The Skills Training Vocational Education Project supports the Nigeria’s poverty-reduction initiative, which seeks to expand access to basic non-formal skills. In particular, the project will encourage more women, as well as disadvantaged marginalised groups, to access opportunities.
The Capita Symonds design team visited existing colleges in Nigeria, researching the environment and local construction methods as well as the availability of local materials, before embarking on the development of a sustainable design concept.

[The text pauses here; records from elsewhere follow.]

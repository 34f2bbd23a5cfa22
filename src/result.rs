use std::time::Duration;

use serde::{Serialize, Serializer};

use crate::perf::PhaseTimings;
use crate::suite::SoftFailure;

/// Outcome of one key-generation / encryption / decryption self-test.
///
/// Immutable once built. A soft failure sets `decryption_succeeded = false`
/// and names the failing step in `failure`.
#[derive(Debug, Clone, Serialize)]
pub struct OperationResult {
    pub algorithm: String,
    #[serde(serialize_with = "serialize_hex")]
    pub serialized_ciphertext: Vec<u8>,
    pub decryption_succeeded: bool,
    pub failure: Option<SoftFailure>,
    pub key_gen_duration: Duration,
    pub encrypt_duration: Duration,
    pub decrypt_duration: Duration,
}

fn serialize_hex<S: Serializer>(bytes: &[u8], serializer: S) -> Result<S::Ok, S::Error> {
    serializer.serialize_str(&hex::encode(bytes))
}

impl OperationResult {
    pub fn new(
        algorithm: &str,
        serialized_ciphertext: Vec<u8>,
        failure: Option<SoftFailure>,
        timings: PhaseTimings,
    ) -> Self {
        let result = Self {
            algorithm: algorithm.to_string(),
            serialized_ciphertext,
            decryption_succeeded: failure.is_none(),
            failure,
            key_gen_duration: timings.key_generation,
            encrypt_duration: timings.encryption,
            decrypt_duration: timings.decryption,
        };
        if let Some(failure) = failure {
            log::warn!(
                "{}: {} (ciphertext {})",
                algorithm,
                failure,
                result.short_fingerprint()
            );
        }
        result
    }

    /// BLAKE3 hash of the serialized ciphertext, hex-encoded.
    pub fn fingerprint(&self) -> String {
        blake3::hash(&self.serialized_ciphertext).to_hex().to_string()
    }

    /// First 8 bytes of [`fingerprint`](Self::fingerprint), for log lines.
    pub fn short_fingerprint(&self) -> String {
        let mut fp = self.fingerprint();
        fp.truncate(16);
        fp
    }

    pub fn timings(&self) -> PhaseTimings {
        PhaseTimings {
            key_generation: self.key_gen_duration,
            encryption: self.encrypt_duration,
            decryption: self.decrypt_duration,
        }
    }

    pub fn to_json(&self) -> serde_json::Result<String> {
        serde_json::to_string_pretty(self)
    }
}

impl std::fmt::Display for OperationResult {
    fn fmt(&self, f: &mut std::fmt::Formatter<'_>) -> std::fmt::Result {
        writeln!(f, "Algorithm: {}", self.algorithm)?;
        writeln!(f, "Encrypted size: {} bytes", self.serialized_ciphertext.len())?;
        match self.failure {
            None => writeln!(f, "Decryption successful: true")?,
            Some(failure) => writeln!(f, "Decryption successful: false ({})", failure)?,
        }
        writeln!(f, "Performance:")?;
        writeln!(f, "  Key generation: {:?}", self.key_gen_duration)?;
        writeln!(f, "  Encryption: {:?}", self.encrypt_duration)?;
        write!(f, "  Decryption: {:?}", self.decrypt_duration)
    }
}

#[cfg(test)]
mod tests {
    use super::*;

    fn sample(failure: Option<SoftFailure>) -> OperationResult {
        OperationResult::new(
            "aes256gcm",
            vec![0xde, 0xad, 0xbe, 0xef],
            failure,
            PhaseTimings {
                key_generation: Duration::from_micros(5),
                encryption: Duration::from_micros(7),
                decryption: Duration::from_micros(9),
            },
        )
    }

    #[test]
    fn test_success_flag_follows_failure() {
        assert!(sample(None).decryption_succeeded);
        let failed = sample(Some(SoftFailure::AuthenticationFailed));
        assert!(!failed.decryption_succeeded);
        assert_eq!(failed.failure, Some(SoftFailure::AuthenticationFailed));
    }

    #[test]
    fn test_fingerprint() {
        let result = sample(None);
        assert_eq!(result.fingerprint().len(), 64);
        assert_eq!(result.short_fingerprint().len(), 16);
        assert!(result.fingerprint().starts_with(&result.short_fingerprint()));
        assert_eq!(
            result.fingerprint(),
            blake3::hash(&[0xde, 0xad, 0xbe, 0xef]).to_hex().to_string()
        );
    }

    #[test]
    fn test_report() {
        let report = sample(Some(SoftFailure::KeyUnwrapFailed)).to_string();
        assert!(report.contains("Algorithm: aes256gcm"));
        assert!(report.contains("Encrypted size: 4 bytes"));
        assert!(report.contains("Decryption successful: false (key unwrap failed)"));
        assert!(report.contains("Key generation: 5µs"));
    }

    #[test]
    fn test_json_hex_ciphertext() {
        let json = sample(None).to_json().unwrap();
        let value: serde_json::Value = serde_json::from_str(&json).unwrap();
        assert_eq!(value["serialized_ciphertext"], "deadbeef");
        assert_eq!(value["decryption_succeeded"], true);
        assert!(value["failure"].is_null());
        assert_eq!(value["encrypt_duration"]["nanos"], 7000);
    }
}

Local professionals collaborated with Capita Symonds, which uses the Capita Norman + Dawbarn name in Nigeria, throughout the pre-contract stages and the same people are now continuing with contract administration and construction supervision services.
The brief required every campus above to be expanded to increase the intake of students on average to between 1,200–1,500 residential students except for two rural colleges which would be expanded to 300 day students. All teaching buildings have been designed as flexible units that can be adapted to multipurpose use and can fit into any of the existing campuses either as infill development or new complexes.
An environmental study was completed and the results informed the masterplanning as well as the structural form of the individual building to maximise the potential for cross ventilation and ensure that comfortable conditions are maintained. The environmental study in turn informed the architectural design approach, whose key objectives included simple and repetitive construction providing cost effective solutions.
“The key thing about the project is that it is highly sustainable,” said Andrew Pryke. “The walling is made of compressed stabilised soil blocks manufactured on site using a mix consisting of 8% cement and 92% compacted laterite, almost like rammed earth. The majority of construction is to be done by semiskilled labour. It’s getting people employed and trained on the job.”